Ну, а раздражают, вероятно, те, кто особенно ярко и беспримесно манифестирует конкретный тип, определенную человеческую породу. Так раздражал Хармс, так раздражает Никита Михалков: при всей несхожести типажей их роднит «чистота порядка» (выражение того же Хармса, кстати). Наверное, я тоже довольно точно соответствую определенному типу, хотя сам больше всего люблю то, что существует на стыках, пересечениях и в промежутках. Поэтому меня либо сильно любят, либо сильно не любят. Это нормально, ничего менять в себе я не намерен – это так же опасно, как перепрограммировать компьютер, на котором уже привык работать.

— Все мы родом из детства. Что произошло в детстве, что сформировало характер, а потом и творческий стиль?

— Рождение в хорошей московской интеллигентской семье, общение с матерью, которая и до сих пор остается моим главным собеседником. Я вообще в нее, хотя похож понемножку на всю семью. Чтение, прогулки в университетском лесопарке и на Ленинских горах, позднезастойная атмосфера невыносимого напряжения и тайны, готовой проступить сквозь видимую реальность. Нормальная обстановка предреволюционных эпох, переживающих кризис переусложнения и уже трещащих под натиском новой простоты, маскируемой обычно под свободу.

— Вы говорили: «Жанр «Быков» чаще всего не нравится, и это хорошо! Потому что когда вещь не нравится многим, она консолидирует оппонентов». А зачем консолидировать оппонентов?

— Чтобы провоцировать их на неадекватный выход из берегов, — по-моему, нормальная задача литератора. Да, я люблю раздражать определенную категорию людей: самодовольных, склонных к теплым душевным объединениям, к самодовольству, к действиям, повышающим самооценку (вроде публичной благотворительности)… Людей с внешними, репрессивными, этикетными, иерархическими представлениями о культуре. Сектантов любого толка.
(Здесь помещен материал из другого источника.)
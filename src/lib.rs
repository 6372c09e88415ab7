//! Pokedex CLI - A command-line explorer for the PokeAPI catalog
//!
//! Pages through location areas, explores them, and lets the user catch and
//! inspect Pokemon. Every response goes through a time-expiring in-memory cache
//! swept by a background task.

pub mod api;
pub mod cache;
pub mod config;
pub mod error;
pub mod models;
pub mod repl;
mod tasks;

pub use api::ApiClient;
pub use cache::ResponseCache;
pub use config::Config;
pub use error::{PokedexError, Result};
pub use repl::Session;
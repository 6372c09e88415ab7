//! Error types for the Pokedex explorer
//!
//! Provides unified error handling using thiserror.

use std::time::Duration;

use reqwest::StatusCode;
use thiserror::Error;

// == Pokedex Error Enum ==
/// Unified error type for the cache, API client and REPL.
#[derive(Error, Debug)]
pub enum PokedexError {
    /// Cache interval must be greater than zero
    #[error("Invalid cache interval {0:?}: must be greater than zero")]
    InvalidInterval(Duration),

    /// Cache was constructed outside of a tokio runtime
    #[error("Response cache requires a running tokio runtime")]
    NoRuntime,

    /// Transport-level HTTP failure
    #[error("Failed to fetch URL: {0}")]
    Http(#[from] reqwest::Error),

    /// Server answered with something other than 200 OK
    #[error("Received non-200 response code {status} from {url}")]
    Status { url: String, status: StatusCode },

    /// Response payload was not the JSON we expected
    #[error("Failed to decode response: {0}")]
    Decode(#[from] serde_json::Error),

    /// A command was invoked without its required argument
    #[error("Please provide {0}")]
    MissingArgument(&'static str),

    /// Reading input or writing REPL output failed
    #[error("I/O error: {0}")]
    Io(#[from] std::io::Error),
}

// == Result Type Alias ==
/// Convenience Result type for the Pokedex explorer.
pub type Result<T> = std::result::Result<T, PokedexError>;
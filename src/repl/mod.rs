//! REPL Module
//!
//! Interactive prompt that reads commands, runs them against a [`Session`]
//! and prints their output.

mod commands;
mod session;

use std::io::Write;

use tokio::io::{AsyncBufRead, AsyncBufReadExt};
use tracing::{debug, warn};

use crate::error::Result;

pub use commands::Command;
pub use session::{catch_chance, roll_catch, Flow, Session};

/// Prompt printed before every line of input
pub const PROMPT: &str = "Pokedex > ";

/// Lowercases `text` and splits it into words on any whitespace.
pub fn clean_input(text: &str) -> Vec<String> {
    text.to_lowercase()
        .split_whitespace()
        .map(str::to_string)
        .collect()
}

/// Runs the read-eval-print loop until `exit` or end of input.
///
/// Command failures and lines that are not valid UTF-8 are reported and the
/// loop carries on. Only failing to read input or write output ends the loop
/// with an error.
pub async fn run<R, W>(session: &mut Session, mut input: R, out: &mut W) -> Result<()>
where
    R: AsyncBufRead + Unpin,
    W: Write,
{
    let mut buf = Vec::new();

    loop {
        write!(out, "{}", PROMPT)?;
        out.flush()?;

        buf.clear();
        if input.read_until(b'\n', &mut buf).await? == 0 {
            debug!("End of input");
            writeln!(out)?;
            break;
        }

        let line = match std::str::from_utf8(&buf) {
            Ok(line) => line,
            Err(err) => {
                warn!("Skipping input line that is not valid UTF-8: {}", err);
                writeln!(out, "Error: input is not valid UTF-8")?;
                continue;
            }
        };

        let words = clean_input(line);
        let Some((word, args)) = words.split_first() else {
            continue;
        };

        let Some(command) = Command::parse(word) else {
            writeln!(
                out,
                "Unknown command: {}. Type 'help' for a list of commands.",
                word
            )?;
            continue;
        };

        match session.execute(command, args, out).await {
            Ok(Flow::Exit) => break,
            Ok(Flow::Continue) => {}
            Err(err) => writeln!(out, "Error: {}", err)?,
        }
    }

    Ok(())
}
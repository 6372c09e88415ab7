//! Location area DTOs
//!
//! Paged listing (`/location-area?offset=..&limit=..`) and single-area detail
//! (`/location-area/{name}`).

use serde::Deserialize;

use super::NamedResource;

/// One page of the location area listing.
///
/// `next` and `previous` are full URLs, `None` at either end of the listing.
#[derive(Debug, Clone, Deserialize)]
pub struct LocationAreaPage {
    /// Total number of location areas across all pages
    pub count: u32,
    /// URL of the following page
    pub next: Option<String>,
    /// URL of the preceding page
    pub previous: Option<String>,
    /// Areas on this page
    pub results: Vec<NamedResource>,
}

/// Detail of a single location area.
#[derive(Debug, Clone, Deserialize)]
pub struct LocationArea {
    #[serde(default)]
    pub name: String,
    #[serde(default)]
    pub pokemon_encounters: Vec<PokemonEncounter>,
}

/// A Pokemon that can be encountered in an area.
#[derive(Debug, Clone, Deserialize)]
pub struct PokemonEncounter {
    pub pokemon: NamedResource,
}

impl LocationArea {
    /// Names of every Pokemon encountered in this area, in API order.
    pub fn pokemon_names(&self) -> impl Iterator<Item = &str> {
        self.pokemon_encounters
            .iter()
            .map(|encounter| encounter.pokemon.name.as_str())
    }
}
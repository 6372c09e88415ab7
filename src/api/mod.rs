//! API Module
//!
//! HTTP client for the remote catalog service.
//!
//! # Resources
//! - `GET /location-area?offset=&limit=` - Paged location area listing
//! - `GET /location-area/{name}` - Pokemon encountered in an area
//! - `GET /pokemon/{name}` - Pokemon details

pub mod client;

pub use client::ApiClient;
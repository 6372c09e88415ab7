//! Pokedex CLI - A command-line explorer for the PokeAPI catalog
//!
//! Interactive REPL backed by a time-expiring response cache.

use std::io;
use std::sync::Arc;

use anyhow::Context;
use tokio::io::BufReader;
use tokio::signal;
use tracing::info;
use tracing_subscriber::{layer::SubscriberExt, util::SubscriberInitExt};

use pokedex_cli::{repl, ApiClient, Config, ResponseCache, Session};

/// Main entry point for the Pokedex CLI.
///
/// # Startup Sequence
/// 1. Initialize tracing subscriber for logging (stderr)
/// 2. Load configuration from environment variables
/// 3. Create the response cache, which starts its background sweep
/// 4. Run the REPL on stdin/stdout until `exit`, end of input or Ctrl+C
/// 5. Stop the cache sweep
#[tokio::main]
async fn main() -> anyhow::Result<()> {
    // Defaults to "warn" so logs stay out of the way of the prompt,
    // can be overridden with RUST_LOG env var
    tracing_subscriber::registry()
        .with(
            tracing_subscriber::EnvFilter::try_from_default_env()
                .unwrap_or_else(|_| "pokedex_cli=warn".into()),
        )
        .with(tracing_subscriber::fmt::layer().with_writer(io::stderr))
        .init();

    let config = Config::from_env();
    info!(
        "Configuration loaded: base_url={}, cache_interval={}s, page_size={}",
        config.base_url, config.cache_interval, config.page_size
    );

    let cache = Arc::new(
        ResponseCache::new(config.cache_interval()).context("Failed to create response cache")?,
    );
    info!("Response cache initialized");

    let client = ApiClient::new(config.base_url.as_str(), Arc::clone(&cache))
        .with_page_size(config.page_size);
    let mut session = Session::new(client);

    println!("Welcome to the Pokedex CLI!");

    let stdin = BufReader::new(tokio::io::stdin());
    let mut stdout = io::stdout();

    tokio::select! {
        result = repl::run(&mut session, stdin, &mut stdout) => {
            result.context("REPL terminated")?;
        }
        _ = shutdown_signal() => {
            println!();
            println!("Closing the Pokedex... Goodbye!");
        }
    }

    cache.shutdown();
    info!("Pokedex closed");
    Ok(())
}

/// Waits for Ctrl+C.
async fn shutdown_signal() {
    if let Err(err) = signal::ctrl_c().await {
        tracing::warn!("Failed to install Ctrl+C handler: {}", err);
        std::future::pending::<()>().await;
    }
    info!("Received Ctrl+C, shutting down...");
}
Садистов любого типа. Людей, примазывающихся к власти или господствующей моде. Людей, говорящих банальности, чтобы на их фоне протащить что-нибудь особенно гнусное. Людей, выше всего в жизни ставящих имманентности, изначальные данности, а не то, что ты выбрал или понял сам. Мне нравится, как они исходят злобой, которую не могут объяснить. Нравится, как они сразу обнаруживают себя, хотя до этого выглядели вполне прилично. Особенно нравится, когда они перестают шипеть по углам и нехотя выползают в открытый бой – тут с ними даже полемизировать не надо, сами себя покажут во всей красе. В некотором смысле я так и понимаю свою миссию – выявлять эту публику. Бороться с ней не обязательно – достаточно дать ей показать себя в полный рост. А то они очень любят рассуждать о добре и притворяться моралистами. У меня об этом есть стишок — «Я умею злить идиотов».

— О ЖД вы говорили, как о попытке написать русскую «Одиссею». Почему никто сейчас не делает таких попыток? Это никому не нужно, или это просто не выгодно, потому что такой продукт не будет иметь массового спроса?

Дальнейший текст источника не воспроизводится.